Inflation is especially taking a toll on lower-income families, who spend roughly a third of their earnings on essentials like food and energy. It’s eating into recent wage increases, and the timing couldn’t be worse after federal pandemic relief expired for about 7.5 million people.
“Anything that in the very short run puts a lot of pressure on family budgets across the board will cause more stress and damage to low-income households because they just have less scope to absorb it,” said Josh Bivens, director of research for the Economic Policy Institute.
The holiday season will lay bare inequalities in the economic recovery. That’s because a majority of Americans flush with over $2 trillion in excess savings accumulated during the pandemic are ready to splurge on gifts and holiday trips.
At the same time, more than 11% of Americans don’t plan to spend at all, the greatest share in at least 10 years and more than double that in 2020, according to a Deloitte LLP survey. And the Salvation Army is bracing for a holiday season similar to that after the 2008 financial crisis, according to National Commander Kenneth Hodder.
A report Tuesday is expected to show U.S. retail sales advanced 1.5% in October from the prior month, which would be the most since March, according to estimates as of Monday’s market close. However, the data aren’t adjusted for inflation, and economists expect that price increases will hurt consumer demand in the near term.
Inflation has become a political lightning rod, deployed by senators like Joe Manchin, a moderate Democrat from West Virginia, to put the brakes on President Joe Biden’s proposed $1.75 trillion social-spending package.
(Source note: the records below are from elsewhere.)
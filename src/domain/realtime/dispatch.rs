//! Maps inbound events to user-visible effects.

use super::events::NotificationEvent;
use super::notice::Notice;
use super::signals::LocalSignal;

/// Something the client does in response to an inbound event.
#[derive(Debug, Clone, PartialEq)]
pub enum Effect {
    Notice(Notice),
    Broadcast(LocalSignal),
}

/// Computes the effects of one inbound event.
///
/// | Event | Notice | Broadcast |
/// |-------|--------|-----------|
/// | `NEW_VEHICLE` | "New Vehicle Available!" | - |
/// | `VEHICLE_UPDATED` | - | `vehicle-updated` |
/// | `LOW_STOCK` | "Low Stock Alert" | - |
/// | `notification` | title / message | `new-notification` |
pub fn dispatch(event: NotificationEvent) -> Vec<Effect> {
    match event {
        NotificationEvent::NewVehicle { vehicle } => vec![Effect::Notice(
            Notice::new("New Vehicle Available!").with_description(format!(
                "{} {} is now available.",
                vehicle.brand, vehicle.model
            )),
        )],
        NotificationEvent::VehicleUpdated { payload } => {
            vec![Effect::Broadcast(LocalSignal::VehicleUpdated(payload))]
        }
        NotificationEvent::LowStock { stock_count } => vec![Effect::Notice(
            Notice::new("Low Stock Alert")
                .with_description(format!("Only {} units left!", stock_count)),
        )],
        NotificationEvent::UserNotification {
            title,
            message,
            payload,
        } => vec![
            Effect::Notice(Notice::new(title).with_description(message)),
            Effect::Broadcast(LocalSignal::NewNotification(payload)),
        ],
    }
}
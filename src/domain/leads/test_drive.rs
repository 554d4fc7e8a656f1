use serde::Serialize;

use super::{require, require_email};
use crate::domain::foundation::ValidationError;

pub const DEFAULT_LOCATION: &str = "Malabon Showroom";

/// Bookable appointment slots.
pub const TIME_SLOTS: [&str; 7] = [
    "9:00 AM", "10:00 AM", "11:00 AM", "1:00 PM", "2:00 PM", "3:00 PM", "4:00 PM",
];

/// `POST /api/test-drive` body.
#[derive(Debug, Clone, PartialEq, Eq, Serialize)]
#[serde(rename_all = "camelCase")]
pub struct TestDriveRequest {
    pub vehicle_id: String,
    pub preferred_date: String,
    pub preferred_time: String,
    pub location: String,
    pub first_name: String,
    pub last_name: String,
    pub email: String,
    pub phone: String,
    #[serde(skip_serializing_if = "Option::is_none")]
    pub notes: Option<String>,
}

impl Default for TestDriveRequest {
    fn default() -> Self {
        Self {
            vehicle_id: String::new(),
            preferred_date: String::new(),
            preferred_time: String::new(),
            location: DEFAULT_LOCATION.to_string(),
            first_name: String::new(),
            last_name: String::new(),
            email: String::new(),
            phone: String::new(),
            notes: None,
        }
    }
}

impl TestDriveRequest {
    pub fn validate(&self) -> Result<(), ValidationError> {
        require("firstName", &self.first_name)?;
        require("lastName", &self.last_name)?;
        require_email("email", &self.email)?;
        require("phone", &self.phone)?;
        require("preferredDate", &self.preferred_date)?;
        require("preferredTime", &self.preferred_time)?;
        if !TIME_SLOTS.contains(&self.preferred_time.as_str()) {
            return Err(ValidationError::invalid_format(
                "preferredTime",
                format!("'{}' is not an available slot", self.preferred_time),
            ));
        }
        Ok(())
    }
}

#[cfg(test)]
mod tests {
    use super::*;

    fn booking() -> TestDriveRequest {
        TestDriveRequest {
            vehicle_id: "veh_1".to_string(),
            preferred_date: "2026-11-02".to_string(),
            preferred_time: "10:00 AM".to_string(),
            first_name: "Ana".to_string(),
            last_name: "Reyes".to_string(),
            email: "ana@example.ph".to_string(),
            phone: "09171234567".to_string(),
            ..TestDriveRequest::default()
        }
    }

    #[test]
    fn defaults_to_showroom_location() {
        assert_eq!(TestDriveRequest::default().location, "Malabon Showroom");
    }

    #[test]
    fn complete_booking_is_valid() {
        assert!(booking().validate().is_ok());
    }

    #[test]
    fn rejects_unlisted_time_slot() {
        let mut request = booking();
        request.preferred_time = "12:00 PM".to_string();
        assert!(matches!(
            request.validate(),
            Err(ValidationError::InvalidFormat { .. })
        ));
    }

    #[test]
    fn serializes_camel_case_and_omits_empty_notes() {
        let json = serde_json::to_value(booking()).unwrap();
        assert_eq!(json["preferredTime"], "10:00 AM");
        assert!(json.get("notes").is_none());
    }
}
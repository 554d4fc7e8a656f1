//! Realtime notifications - inbound events, dispatch, connection lifecycle.

mod connection_state;
mod dispatch;
pub mod events;
mod notice;
mod reconnect;
mod signals;

pub use connection_state::ConnectionState;
pub use dispatch::{dispatch, Effect};
pub use events::{AnnouncedVehicle, EventDecodeError, NotificationEvent, OutboundEvent};
pub use notice::{Notice, NoticeVariant};
pub use reconnect::{Backoff, ReconnectPolicy, ReconnectSchedule};
pub use signals::LocalSignal;
//! Storefront REST API adapter.

mod client;
mod dto;

pub use client::{StorefrontClient, StorefrontClientConfig};
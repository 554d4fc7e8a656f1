//! The storefront's standard option tables.

use std::sync::Arc;

use once_cell::sync::Lazy;

use super::catalog::{Catalog, ColorOption, OptionCatalogs, OptionEntry, PackageOption};
use crate::domain::foundation::ValidationError;

static STANDARD: Lazy<Arc<OptionCatalogs>> =
    Lazy::new(|| Arc::new(build().expect("standard option catalogs are valid")));

impl OptionCatalogs {
    /// Shared handle to the standard option tables.
    pub fn standard() -> Arc<OptionCatalogs> {
        Arc::clone(&STANDARD)
    }
}

fn build() -> Result<OptionCatalogs, ValidationError> {
    let colors = Catalog::new(
        "colors",
        vec![
            ColorOption::new("Pearl White", "#F8F8FF", 0),
            ColorOption::new("Midnight Black", "#1C1C1C", 0),
            ColorOption::new("Silver Metallic", "#C0C0C0", 0),
            ColorOption::new("Ruby Red", "#9B111E", 15_000),
            ColorOption::new("Deep Blue", "#003087", 15_000),
        ],
    )?;

    let wheels = Catalog::new(
        "wheels",
        vec![
            OptionEntry::new("17\" Standard Alloy", 0),
            OptionEntry::new("18\" Sport Alloy", 25_000),
            OptionEntry::new("19\" Premium Alloy", 45_000),
        ],
    )?;

    let interiors = Catalog::new(
        "interiors",
        vec![
            OptionEntry::new("Black Fabric", 0),
            OptionEntry::new("Beige Leather", 50_000),
            OptionEntry::new("Black Leather", 50_000),
        ],
    )?;

    let packages = Catalog::new(
        "packages",
        vec![
            PackageOption::new(
                "Technology Package",
                75_000,
                &["360° Camera", "Adaptive Cruise", "Lane Keep Assist"],
            ),
            PackageOption::new(
                "Premium Sound System",
                45_000,
                &["10 Speakers", "Subwoofer", "Amplifier"],
            ),
            PackageOption::new(
                "Sunroof Package",
                60_000,
                &["Panoramic Sunroof", "Power Shade"],
            ),
        ],
    )?;

    let accessories = Catalog::new(
        "accessories",
        vec![
            OptionEntry::new("All-Weather Floor Mats", 5_000),
            OptionEntry::new("Cargo Organizer", 3_000),
            OptionEntry::new("Roof Rack", 12_000),
            OptionEntry::new("Tint Package", 8_000),
        ],
    )?;

    OptionCatalogs::new(colors, wheels, interiors, packages, accessories)
}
Republicans say the administration’s agenda will further boost consumer prices, which rose at the fastest annual pace since 1990 last month.
Wages also have increased in the past year amid a tight labor market, especially among lower-paid workers. But prices are rising faster. Inflation-adjusted average hourly earnings in October were 1.2% lower than a year earlier.
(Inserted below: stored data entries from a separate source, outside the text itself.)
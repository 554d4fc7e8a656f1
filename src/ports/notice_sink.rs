//! Notice and local-signal outputs of the client core.

use crate::domain::realtime::{LocalSignal, Notice};

/// Displays transient notices (toasts) to the user.
pub trait NoticeSink: Send + Sync {
    fn show(&self, notice: Notice);
}

/// Broadcasts signals to the rest of the local application.
///
/// Delivery is best-effort: a signal with no listener is dropped.
pub trait LocalEventPublisher: Send + Sync {
    fn publish(&self, signal: LocalSignal);
}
There’s evidence that the end of pandemic relief has prompted former recipients making less than $50,000 annually to tighten their budgets. Average spending for those on unemployment benefits dropped 23% compared to the average in May, according to Bank of America Corp. data as of the week ended Oct. 9, the latest available. In the same period, spending of those not claiming benefits has been roughly steady.
Nery Peña, a first-grade teacher and single mom of two in Washington, D.C., says the child tax credit and stimulus checks were a lifeline this past year. While she’s received around $500 a month since July, the next tax-credit payment due around Dec. 15 will be the last one unless Congress passes the social-spending package, and she’s already started to curb her spending.
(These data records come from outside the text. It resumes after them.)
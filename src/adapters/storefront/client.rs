//! Storefront API client - `VehicleReader` and `LeadGateway` over HTTP.
//!
//! # Configuration
//!
//! ```ignore
//! let config = StorefrontClientConfig::new(Url::parse("http://localhost:5000")?)
//!     .with_timeout(Duration::from_secs(30));
//!
//! let client = StorefrontClient::new(config)?;
//! client.set_token(Some(session_token)).await;
//! ```
//!
//! Every response is JSON. Non-2xx responses become `ApiError::Status` with
//! the body's `message` when one is present.

use async_trait::async_trait;
use reqwest::{Client, RequestBuilder, Response};
use secrecy::{ExposeSecret, Secret};
use serde::de::DeserializeOwned;
use serde::Serialize;
use std::time::Duration;
use tokio::sync::RwLock;
use url::Url;

use super::dto::{Envelope, ErrorBody, ListEnvelope};
use crate::domain::foundation::VehicleSlug;
use crate::domain::leads::{
    FinancingApplication, LeadReceipt, TestDriveRequest, TradeInSubmission,
};
use crate::domain::vehicle::{BaseVehicle, Page, Pagination, VehicleQuery, VehicleSummary};
use crate::ports::{ApiError, LeadGateway, VehicleReader};

const UNREADABLE_ERROR_BODY: &str = "An error occurred";

/// Configuration for the storefront client.
#[derive(Debug, Clone)]
pub struct StorefrontClientConfig {
    /// Backend origin, e.g. `http://localhost:5000`.
    pub base_url: Url,
    /// Request timeout.
    pub timeout: Duration,
}

impl StorefrontClientConfig {
    pub fn new(base_url: Url) -> Self {
        Self {
            base_url,
            timeout: Duration::from_secs(30),
        }
    }

    pub fn with_timeout(mut self, timeout: Duration) -> Self {
        self.timeout = timeout;
        self
    }
}

/// HTTP client for the storefront backend.
pub struct StorefrontClient {
    config: StorefrontClientConfig,
    client: Client,
    token: RwLock<Option<Secret<String>>>,
}

impl StorefrontClient {
    pub fn new(config: StorefrontClientConfig) -> Result<Self, ApiError> {
        let client = Client::builder()
            .timeout(config.timeout)
            .build()
            .map_err(|e| ApiError::Network(format!("Failed to create HTTP client: {}", e)))?;

        Ok(Self {
            config,
            client,
            token: RwLock::new(None),
        })
    }

    /// Replaces the bearer token sent with every request. `None` signs out.
    pub async fn set_token(&self, token: Option<String>) {
        *self.token.write().await = token.map(Secret::new);
    }

    /// `{base}/api/{segments...}` with each segment percent-encoded.
    fn endpoint(&self, segments: &[&str]) -> Result<Url, ApiError> {
        let mut url = self.config.base_url.clone();
        url.path_segments_mut()
            .map_err(|_| {
                ApiError::Network(format!(
                    "Base URL {} cannot carry a path",
                    self.config.base_url
                ))
            })?
            .pop_if_empty()
            .push("api")
            .extend(segments);
        Ok(url)
    }

    async fn authorize(&self, builder: RequestBuilder) -> RequestBuilder {
        match self.token.read().await.as_ref() {
            Some(token) => builder.bearer_auth(token.expose_secret()),
            None => builder,
        }
    }

    async fn get<T: DeserializeOwned>(
        &self,
        url: Url,
        query: &[(String, String)],
    ) -> Result<T, ApiError> {
        tracing::debug!(url = %url, "GET");
        let request = self.authorize(self.client.get(url).query(query)).await;
        let response = request.send().await.map_err(|e| self.network_error(e))?;
        Self::decode(response).await
    }

    async fn post<B, T>(&self, url: Url, body: &B) -> Result<T, ApiError>
    where
        B: Serialize + ?Sized + Sync,
        T: DeserializeOwned,
    {
        tracing::debug!(url = %url, "POST");
        let request = self.authorize(self.client.post(url).json(body)).await;
        let response = request.send().await.map_err(|e| self.network_error(e))?;
        Self::decode(response).await
    }

    fn network_error(&self, err: reqwest::Error) -> ApiError {
        if err.is_timeout() {
            ApiError::Network(format!(
                "Request timed out after {}s",
                self.config.timeout.as_secs()
            ))
        } else if err.is_connect() {
            ApiError::Network(format!("Connection failed: {}", err))
        } else {
            ApiError::Network(err.to_string())
        }
    }

    async fn decode<T: DeserializeOwned>(response: Response) -> Result<T, ApiError> {
        let status = response.status();
        let body = response
            .text()
            .await
            .map_err(|e| ApiError::Network(e.to_string()))?;

        if !status.is_success() {
            let message = match serde_json::from_str::<ErrorBody>(&body) {
                Ok(parsed) => parsed.message,
                Err(_) => Some(UNREADABLE_ERROR_BODY.to_string()),
            };
            tracing::warn!(status = status.as_u16(), "Storefront API request failed");
            return Err(ApiError::status(status.as_u16(), message));
        }

        serde_json::from_str(&body)
            .map_err(|e| ApiError::Parse(format!("Failed to parse response: {}", e)))
    }

    fn into_page(envelope: ListEnvelope<VehicleSummary>) -> Result<Page<VehicleSummary>, ApiError> {
        if !envelope.success {
            return Err(ApiError::Rejected(
                envelope
                    .message
                    .unwrap_or_else(|| "listing unavailable".to_string()),
            ));
        }
        let items = envelope.data;
        let pagination = envelope.pagination.unwrap_or(Pagination {
            page: 1,
            limit: items.len() as u32,
            total: items.len() as u32,
            pages: 1,
        });
        Ok(Page { items, pagination })
    }

    fn into_receipt(receipt: LeadReceipt) -> Result<LeadReceipt, ApiError> {
        if receipt.success {
            Ok(receipt)
        } else {
            Err(ApiError::Rejected(
                receipt
                    .message
                    .unwrap_or_else(|| "submission rejected".to_string()),
            ))
        }
    }
}

#[async_trait]
impl VehicleReader for StorefrontClient {
    async fn get_by_slug(&self, slug: &VehicleSlug) -> Result<Option<BaseVehicle>, ApiError> {
        let url = self.endpoint(&["vehicles", slug.as_str()])?;
        let envelope: Envelope<BaseVehicle> = self.get(url, &[]).await?;
        if !envelope.success {
            tracing::debug!(slug = %slug, "Vehicle lookup reported no match");
            return Ok(None);
        }
        Ok(envelope.data)
    }

    async fn list(&self, query: &VehicleQuery) -> Result<Page<VehicleSummary>, ApiError> {
        let url = self.endpoint(&["vehicles"])?;
        let envelope = self.get(url, &query.to_query_pairs()).await?;
        Self::into_page(envelope)
    }

    async fn search(
        &self,
        term: &str,
        page: u32,
        limit: u32,
    ) -> Result<Page<VehicleSummary>, ApiError> {
        let url = self.endpoint(&["vehicles", "search"])?;
        let query = [
            ("q".to_string(), term.to_string()),
            ("page".to_string(), page.to_string()),
            ("limit".to_string(), limit.to_string()),
        ];
        let envelope = self.get(url, &query).await?;
        Self::into_page(envelope)
    }

    async fn featured(&self, limit: u32) -> Result<Vec<VehicleSummary>, ApiError> {
        let url = self.endpoint(&["vehicles", "featured"])?;
        let query = [("limit".to_string(), limit.to_string())];
        let envelope = self.get(url, &query).await?;
        Ok(Self::into_page(envelope)?.items)
    }
}

#[async_trait]
impl LeadGateway for StorefrontClient {
    async fn book_test_drive(&self, request: &TestDriveRequest) -> Result<LeadReceipt, ApiError> {
        let url = self.endpoint(&["test-drive"])?;
        Self::into_receipt(self.post(url, request).await?)
    }

    async fn apply_for_financing(
        &self,
        application: &FinancingApplication,
    ) -> Result<LeadReceipt, ApiError> {
        let url = self.endpoint(&["financing"])?;
        Self::into_receipt(self.post(url, application).await?)
    }

    async fn submit_trade_in(
        &self,
        submission: &TradeInSubmission,
    ) -> Result<LeadReceipt, ApiError> {
        let url = self.endpoint(&["trade-ins"])?;
        Self::into_receipt(self.post(url, submission).await?)
    }
}

#[cfg(test)]
mod tests {
    use super::*;
    use tokio::io::{AsyncReadExt, AsyncWriteExt};
    use tokio::net::TcpListener;
    use tokio::task::JoinHandle;

    /// Serves one canned HTTP response and hands back the raw request.
    async fn serve_once(status: &'static str, body: &'static str) -> (Url, JoinHandle<String>) {
        let listener = TcpListener::bind("127.0.0.1:0").await.unwrap();
        let addr = listener.local_addr().unwrap();

        let handle = tokio::spawn(async move {
            let (mut socket, _) = listener.accept().await.unwrap();
            let mut raw = Vec::new();
            let mut buf = [0u8; 4096];
            loop {
                let n = socket.read(&mut buf).await.unwrap();
                raw.extend_from_slice(&buf[..n]);
                let text = String::from_utf8_lossy(&raw).to_string();
                if let Some(header_end) = text.find("\r\n\r\n") {
                    let content_length = text[..header_end]
                        .lines()
                        .find_map(|l| {
                            let lower = l.to_ascii_lowercase();
                            lower
                                .strip_prefix("content-length:")
                                .map(|v| v.trim().parse::<usize>().unwrap())
                        })
                        .unwrap_or(0);
                    if raw.len() >= header_end + 4 + content_length {
                        break;
                    }
                }
                if n == 0 {
                    break;
                }
            }
            let response = format!(
                "HTTP/1.1 {}\r\nContent-Type: application/json\r\nContent-Length: {}\r\nConnection: close\r\n\r\n{}",
                status,
                body.len(),
                body
            );
            socket.write_all(response.as_bytes()).await.unwrap();
            socket.shutdown().await.ok();
            String::from_utf8_lossy(&raw).to_string()
        });

        (Url::parse(&format!("http://{}", addr)).unwrap(), handle)
    }

    fn client(base: Url) -> StorefrontClient {
        StorefrontClient::new(StorefrontClientConfig::new(base)).unwrap()
    }

    #[tokio::test]
    async fn fetches_base_vehicle_by_slug() {
        let (base, server) = serve_once(
            "200 OK",
            r#"{"success":true,"data":{"id":"veh_1","slug":"toyota-fortuner","brand":"Toyota","model":"Fortuner","cashPrice":1000000,"year":2025}}"#,
        )
        .await;

        let vehicle = client(base)
            .get_by_slug(&VehicleSlug::new("toyota-fortuner").unwrap())
            .await
            .unwrap()
            .unwrap();

        assert_eq!(vehicle.brand(), "Toyota");
        assert_eq!(vehicle.base_price().amount(), 1_000_000);

        let request = server.await.unwrap();
        assert!(request.starts_with("GET /api/vehicles/toyota-fortuner "));
    }

    #[tokio::test]
    async fn unsuccessful_lookup_is_none() {
        let (base, _server) = serve_once("200 OK", r#"{"success":false,"message":"Vehicle not found"}"#).await;
        let result = client(base)
            .get_by_slug(&VehicleSlug::new("missing").unwrap())
            .await
            .unwrap();
        assert!(result.is_none());
    }

    #[tokio::test]
    async fn error_status_uses_body_message() {
        let (base, _server) = serve_once("404 Not Found", r#"{"message":"Vehicle not found"}"#).await;
        let err = client(base)
            .get_by_slug(&VehicleSlug::new("missing").unwrap())
            .await
            .unwrap_err();
        assert_eq!(
            err,
            ApiError::Status {
                status: 404,
                message: "Vehicle not found".to_string()
            }
        );
    }

    #[tokio::test]
    async fn error_status_without_message_falls_back_to_code() {
        let (base, _server) = serve_once("500 Internal Server Error", r#"{}"#).await;
        let err = client(base).featured(6).await.unwrap_err();
        assert_eq!(err.to_string(), "HTTP 500");
    }

    #[tokio::test]
    async fn search_sends_query_and_reads_pagination() {
        let (base, server) = serve_once(
            "200 OK",
            r#"{"success":true,"data":[{"id":"veh_2","slug":"ford-ranger","brand":"Ford","model":"Ranger","year":2024,"cashPrice":1500000}],"pagination":{"page":1,"limit":12,"total":13,"pages":2}}"#,
        )
        .await;

        let page = client(base).search("ranger", 1, 12).await.unwrap();
        assert_eq!(page.items.len(), 1);
        assert!(page.pagination.has_next());

        let request = server.await.unwrap();
        assert!(request.starts_with("GET /api/vehicles/search?q=ranger&page=1&limit=12 "));
    }

    #[tokio::test]
    async fn submissions_carry_bearer_token_and_json_body() {
        let (base, server) = serve_once("201 Created", r#"{"success":true,"message":"Booked"}"#).await;
        let client = client(base);
        client.set_token(Some("tok_123".to_string())).await;

        let request = TestDriveRequest {
            vehicle_id: "veh_1".to_string(),
            first_name: "Ana".to_string(),
            ..TestDriveRequest::default()
        };
        let receipt = client.book_test_drive(&request).await.unwrap();
        assert_eq!(receipt.message.as_deref(), Some("Booked"));

        let raw = server.await.unwrap();
        assert!(raw.starts_with("POST /api/test-drive "));
        assert!(raw.to_ascii_lowercase().contains("authorization: bearer tok_123"));
        assert!(raw.contains(r#""vehicleId":"veh_1""#));
    }
}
“Food prices are going up, gas prices are going up—prices are going up everywhere,” said Peña, 27. “Thank God my daughters are understanding, but as a mom, it just sucks to tell your kids Christmas won’t be that Christmas-y this year.”
The Salvation Army is planning to serve more meals than in 2020’s record year, and will need around 50% more funding to meet the buoyed demand, Hodder said. He expects rental and utilities assistance to lead the pack of requested aid.
“We’re fearful of what we’re calling ‘pandemic poverty,'” Hodder said.
For those making $40,000 to $90,000, financial cushions will be drained in the next two to three months, according Bloomberg Economics.
Their hardship may not show in nationwide spending numbers. The top 10% of earners make up nearly half of personal outlays in the U.S., according to calculations by Wells Fargo & Co. earlier this year.
And so far there’s no sign that wealthier families are pulling back spending. Quite the contrary: Households with an annual income of more than $150,000 will spend almost double the average amount this holiday season, according to a report from PwC.
Laurie Knecht, 53, doesn’t have that kind of money. As a part-time massage therapist, she didn’t qualify for extra unemployment assistance, and her son is above the age limit to be eligible for the child tax credit. All of her income goes to paying the bills—bills that are rapidly rising, especially ahead of a Chicago winter.
“Christmas can be kind of depressing, to be honest with you. I haven’t bought anything for a long time.” Knecht said. “The bills don’t wait.”